If a line of the data below holds the string "filename", copy it.

Data entries –
'''

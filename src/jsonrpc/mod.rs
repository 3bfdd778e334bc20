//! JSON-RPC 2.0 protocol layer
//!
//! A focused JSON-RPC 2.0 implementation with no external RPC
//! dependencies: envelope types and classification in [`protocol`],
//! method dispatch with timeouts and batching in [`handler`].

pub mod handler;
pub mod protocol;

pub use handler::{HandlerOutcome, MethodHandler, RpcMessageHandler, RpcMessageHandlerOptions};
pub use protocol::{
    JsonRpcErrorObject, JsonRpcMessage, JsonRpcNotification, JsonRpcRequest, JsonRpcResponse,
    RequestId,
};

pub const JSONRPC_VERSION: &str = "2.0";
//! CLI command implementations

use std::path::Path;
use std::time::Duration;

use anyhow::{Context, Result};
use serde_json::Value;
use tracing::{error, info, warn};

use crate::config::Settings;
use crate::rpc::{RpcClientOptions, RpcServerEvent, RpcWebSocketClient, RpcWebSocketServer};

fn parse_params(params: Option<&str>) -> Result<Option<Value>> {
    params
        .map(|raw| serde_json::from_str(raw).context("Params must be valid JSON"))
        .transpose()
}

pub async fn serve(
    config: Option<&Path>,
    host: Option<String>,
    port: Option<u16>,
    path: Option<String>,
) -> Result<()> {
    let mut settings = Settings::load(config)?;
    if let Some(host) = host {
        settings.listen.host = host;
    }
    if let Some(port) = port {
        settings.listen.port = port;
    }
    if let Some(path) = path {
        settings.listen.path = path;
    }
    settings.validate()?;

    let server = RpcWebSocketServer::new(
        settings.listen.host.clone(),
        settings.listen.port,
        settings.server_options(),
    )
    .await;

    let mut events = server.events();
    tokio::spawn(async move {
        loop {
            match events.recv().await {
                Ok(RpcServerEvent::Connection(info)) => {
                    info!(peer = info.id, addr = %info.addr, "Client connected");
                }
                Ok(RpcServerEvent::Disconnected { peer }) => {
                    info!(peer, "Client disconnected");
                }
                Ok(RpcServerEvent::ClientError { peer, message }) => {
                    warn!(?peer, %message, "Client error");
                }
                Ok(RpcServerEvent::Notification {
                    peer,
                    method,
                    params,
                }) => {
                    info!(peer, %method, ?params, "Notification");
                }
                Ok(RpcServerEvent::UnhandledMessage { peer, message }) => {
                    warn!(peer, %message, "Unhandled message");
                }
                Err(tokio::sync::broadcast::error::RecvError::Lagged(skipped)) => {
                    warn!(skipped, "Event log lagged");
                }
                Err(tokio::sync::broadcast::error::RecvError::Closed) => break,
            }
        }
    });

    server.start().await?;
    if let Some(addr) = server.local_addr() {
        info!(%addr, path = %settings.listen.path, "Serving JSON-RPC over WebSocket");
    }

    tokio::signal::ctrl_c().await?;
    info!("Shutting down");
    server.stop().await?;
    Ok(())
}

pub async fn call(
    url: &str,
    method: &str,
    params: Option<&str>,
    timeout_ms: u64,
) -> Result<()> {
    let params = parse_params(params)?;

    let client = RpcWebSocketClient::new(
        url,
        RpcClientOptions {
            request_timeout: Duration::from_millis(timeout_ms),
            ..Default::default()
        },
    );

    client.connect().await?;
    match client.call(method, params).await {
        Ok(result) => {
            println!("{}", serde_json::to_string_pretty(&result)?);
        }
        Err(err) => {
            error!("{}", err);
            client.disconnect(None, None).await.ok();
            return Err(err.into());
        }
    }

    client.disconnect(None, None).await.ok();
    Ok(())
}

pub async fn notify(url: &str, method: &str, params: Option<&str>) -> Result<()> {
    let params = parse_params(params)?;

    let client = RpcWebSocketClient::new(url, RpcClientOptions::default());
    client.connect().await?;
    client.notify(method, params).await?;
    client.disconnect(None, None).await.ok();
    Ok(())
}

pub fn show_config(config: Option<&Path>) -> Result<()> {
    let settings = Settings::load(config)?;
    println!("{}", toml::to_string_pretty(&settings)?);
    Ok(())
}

'''
'''

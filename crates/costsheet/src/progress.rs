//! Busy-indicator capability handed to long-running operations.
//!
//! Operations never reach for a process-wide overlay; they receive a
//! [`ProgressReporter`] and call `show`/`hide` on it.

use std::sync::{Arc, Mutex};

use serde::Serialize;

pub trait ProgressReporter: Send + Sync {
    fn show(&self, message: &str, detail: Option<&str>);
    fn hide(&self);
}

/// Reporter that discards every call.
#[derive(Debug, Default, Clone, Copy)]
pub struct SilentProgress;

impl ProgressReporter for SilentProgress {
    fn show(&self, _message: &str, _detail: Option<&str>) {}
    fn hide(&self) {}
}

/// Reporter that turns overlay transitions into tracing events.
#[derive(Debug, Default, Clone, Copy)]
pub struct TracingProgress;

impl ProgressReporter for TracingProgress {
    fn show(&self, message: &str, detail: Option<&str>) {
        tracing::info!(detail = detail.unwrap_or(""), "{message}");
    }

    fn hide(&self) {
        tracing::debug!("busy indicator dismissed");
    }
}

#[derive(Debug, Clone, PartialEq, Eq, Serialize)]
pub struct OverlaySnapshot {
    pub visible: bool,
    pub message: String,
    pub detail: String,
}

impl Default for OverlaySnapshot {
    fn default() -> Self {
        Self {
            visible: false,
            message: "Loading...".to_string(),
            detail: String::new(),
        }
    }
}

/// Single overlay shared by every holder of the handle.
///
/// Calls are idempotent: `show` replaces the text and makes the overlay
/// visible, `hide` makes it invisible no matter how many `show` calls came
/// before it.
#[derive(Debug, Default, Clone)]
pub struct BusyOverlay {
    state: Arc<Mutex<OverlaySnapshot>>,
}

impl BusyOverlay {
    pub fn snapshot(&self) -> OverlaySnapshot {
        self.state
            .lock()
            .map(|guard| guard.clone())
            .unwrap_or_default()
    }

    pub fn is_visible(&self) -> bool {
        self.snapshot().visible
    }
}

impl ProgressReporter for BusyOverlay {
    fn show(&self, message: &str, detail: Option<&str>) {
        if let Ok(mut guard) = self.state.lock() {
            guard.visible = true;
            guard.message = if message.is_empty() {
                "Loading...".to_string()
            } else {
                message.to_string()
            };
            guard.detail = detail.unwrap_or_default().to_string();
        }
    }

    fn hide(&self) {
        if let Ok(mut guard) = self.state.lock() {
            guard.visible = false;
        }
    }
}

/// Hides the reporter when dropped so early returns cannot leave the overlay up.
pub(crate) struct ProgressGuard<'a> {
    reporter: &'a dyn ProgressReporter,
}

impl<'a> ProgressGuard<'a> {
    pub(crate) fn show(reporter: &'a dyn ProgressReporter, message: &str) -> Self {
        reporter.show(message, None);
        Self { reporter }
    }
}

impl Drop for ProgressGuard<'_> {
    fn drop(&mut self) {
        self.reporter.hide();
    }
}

'''

Task solution –
filename src/jsonrpc/mod.rs
filename crates/costsheet/src/progress.rs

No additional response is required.